Violência na festa do Sporting prova que "polícias estão em risco a qualquer intervenção"

A Associação Sindical dos Profissionais da Polícia lamenta que os adeptos do Sporting tenham colocado em risco as forças de segurança e a saúde pública.

A Associação Sindical dos Profissionais da Polícia (ASPP/PSP) diz que o comportamento dos adeptos do Sporting nas celebrações do título de campeão nacional, em Lisboa, "complicou muito" o trabalho das forças de segurança.

A multidão de adeptos que assistiu ao jogo no exterior de Alvalade e que mais tarde celebrou nas imediações do Marquês de Pombal colocou em risco "a segurança dos próprios elementos policiais, mas também a saúde pública dos demais cidadãos", condena o presidente da ASPP/PSP, Paulo Santos.

Em declarações à TSF, Paulo Santos destaca que a violência a que se assistiu esta terça-feira demonstra "que os polícias estão numa situação de risco iminente a qualquer atuação e a qualquer intervenção que tenham".

Ainda durante o jogo entre o Sporting e o Boavista, a PSP viu-se obrigada a disparar balas de borracha devido a desacatos nas imediações do Estádio José Alvalade, com adeptos a arremessar garrafas, caixotes do lixo e tochas, que resultaram em vários feridos.

Mais tarde, os agentes de segurança tiveram de conter as investidas dos adeptos, na Praça do Marquês de Pombal, antes de a equipa leonina chegar ao local, pelas 4 da madrugada.

Após várias tentativas de derrubarem as grades que circundavam o local e arremessos de objetos, o corpo de intervenção voltou a atuar, pela segunda vez, no mesmo local, enquanto alguns adeptos faziam deflagrar artefactos pirotécnicos.

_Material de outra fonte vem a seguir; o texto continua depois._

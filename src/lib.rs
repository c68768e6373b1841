pub mod config;
pub mod dataset;
pub mod details;
pub mod error;
pub mod fetch;
pub mod genres;
pub mod resolve;
pub mod text;

pub use config::Config;
pub use dataset::{DatasetId, IndexStore, Record};
pub use error::{ResolveError, Result};
pub use resolve::Resolver;
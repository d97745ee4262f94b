//! Deterministic, identifier-safe aliases built from localized role sentences.
//!
//! An alias is produced in two stages: [`resolver::resolve`] validates the
//! request and fills the language's sentence template, then
//! [`normalize::normalize_with`] reduces the sentence to lowercase tokens
//! joined by `-`.

pub mod alias;
pub mod config;
pub mod error;
pub mod i18n;
pub mod normalize;
pub mod resolver;

pub use alias::{create_alias, AliasGenerator};
pub use error::{AliasError, ConfigurationError, ErrorKind, ValidationError};
pub use i18n::{LanguageProfile, LanguageRegistry};
pub use normalize::{normalize, normalize_with, NormalizationPolicy};
pub use resolver::{resolve, Actor, AliasRequest};
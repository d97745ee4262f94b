use thiserror::Error;

/// Which family an [`AliasError`] belongs to.
#[derive(Debug, Clone, Copy, PartialEq, Eq)]
pub enum ErrorKind {
    /// The caller supplied a malformed field.
    Validation,
    /// A language table has no entry for the requested code.
    Configuration,
}

/// A caller-supplied field failed its structural checks.
#[derive(Debug, Clone, PartialEq, Eq, Error)]
pub enum ValidationError {
    #[error("empty role")]
    EmptyRole,

    #[error("flags must be digits")]
    FlagsNotDigits,

    #[error("flags too long ({len} > 10)")]
    FlagsTooLong { len: usize },
}

/// The language tables are missing an entry the request needs.
#[derive(Debug, Clone, PartialEq, Eq, Error)]
pub enum ConfigurationError {
    #[error("no pronoun for language '{0}'")]
    MissingPronoun(String),

    #[error("no scope template for language '{0}'")]
    MissingScopeTemplate(String),

    #[error("no template for language '{0}'")]
    MissingSentenceTemplate(String),
}

/// Single failure channel for alias generation.
#[derive(Debug, Clone, PartialEq, Eq, Error)]
pub enum AliasError {
    #[error("validation error: {0}")]
    Validation(#[from] ValidationError),

    #[error("configuration error: {0}")]
    Configuration(#[from] ConfigurationError),
}

impl AliasError {
    pub fn kind(&self) -> ErrorKind {
        match self {
            AliasError::Validation(_) => ErrorKind::Validation,
            AliasError::Configuration(_) => ErrorKind::Configuration,
        }
    }
}
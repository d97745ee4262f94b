//! Language profile: one language's row across the three lookup tables.

use serde::{Deserialize, Serialize};

/// Placeholder names recognized in sentence templates.
pub const SENTENCE_PLACEHOLDERS: [&str; 4] = ["flags", "who", "role", "scope"];

/// Placeholder name recognized in scope templates.
pub const SCOPE_PLACEHOLDER: &str = "org";

/// Localized composition data for a single language.
///
/// Each field is optional because the tables are independent: a language may
/// define a sentence template without a scope clause, and a request only
/// needs the entries its own path touches.
#[derive(Debug, Clone, PartialEq, Eq, Serialize, Deserialize)]
pub struct LanguageProfile {
    /// Language code the profile is keyed by (e.g., "en", "fr")
    pub code: String,

    /// First-person pronoun substituted when the actor is omitted
    #[serde(default, skip_serializing_if = "Option::is_none")]
    pub pronoun: Option<String>,

    /// Sentence template
    /// Placeholders: {flags}, {who}, {role}, {scope}
    #[serde(default, skip_serializing_if = "Option::is_none")]
    pub sentence_template: Option<String>,

    /// Scope clause template
    /// Placeholders: {org}
    #[serde(default, skip_serializing_if = "Option::is_none")]
    pub scope_template: Option<String>,
}

impl LanguageProfile {
    /// Create a profile with entries in all three tables.
    pub fn new(code: &str, pronoun: &str, sentence_template: &str, scope_template: &str) -> Self {
        Self {
            code: code.to_string(),
            pronoun: Some(pronoun.to_string()),
            sentence_template: Some(sentence_template.to_string()),
            scope_template: Some(scope_template.to_string()),
        }
    }

    /// Overlay every entry `other` defines onto this profile.
    pub fn merge(&mut self, other: LanguageProfile) {
        if other.pronoun.is_some() {
            self.pronoun = other.pronoun;
        }
        if other.sentence_template.is_some() {
            self.sentence_template = other.sentence_template;
        }
        if other.scope_template.is_some() {
            self.scope_template = other.scope_template;
        }
    }

    /// Placeholders the sentence template never mentions.
    pub fn missing_sentence_placeholders(&self) -> Vec<&'static str> {
        match &self.sentence_template {
            Some(template) => SENTENCE_PLACEHOLDERS
                .iter()
                .copied()
                .filter(|name| !template.contains(&format!("{{{}}}", name)))
                .collect(),
            None => Vec::new(),
        }
    }

    /// Whether the scope template mentions `{org}`. Absent templates count as valid.
    pub fn scope_template_has_org(&self) -> bool {
        self.scope_template
            .as_deref()
            .map(|template| template.contains(&format!("{{{}}}", SCOPE_PLACEHOLDER)))
            .unwrap_or(true)
    }
}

Novamente, algumas pessoas sofreram ferimentos, necessitando de assistência dos bombeiros.

"Foi lastimável ver pessoas a projetar garrafas objetos e a colocar em perigo profissionais da PSP que apenas tentavam zelar pela segurança dos próprios utentes da via e dar cumprimento àquilo que são as regras e as e as leis estabelecidas pela sociedade e pelo Estado de direito democrático", lamenta Paulo Santos.

Segundo as regras do estado de calamidade em que o país se encontra devido à pandemia de Covid-19, não são permitidas mais de dez pessoas na via pública, mas pela primeira vez em mais de um ano milhares de pessoas concentraram-se nas ruas.

"Foram aniquiladas as regras mais elementares, tanto no quadro dos comportamentos sociais, mas também no padrão das normas da Direção-Geral de Saúde e todas as normas de combate à pandemia."

Paulo Santos confessa desconhecer se um cenário semelhante ao que acabou por se registar foi acautelado pela Câmara Municipal de Lisboa, mas considera que "é necessário fazer uma avaliação por parte das entidades competentes para evitar no futuro que se repitam este tipo de episódios."

Para o presidente da ASPP/PSP, o ministro da Administração Interna deve retirar do que aconteceu uma mensagem clara: episódios como este reforçam a ideia de que a PSP deviam receber subsídio de risco. "Ficou mais que e evidente o risco que os polícias diariamente atravessam", aponta.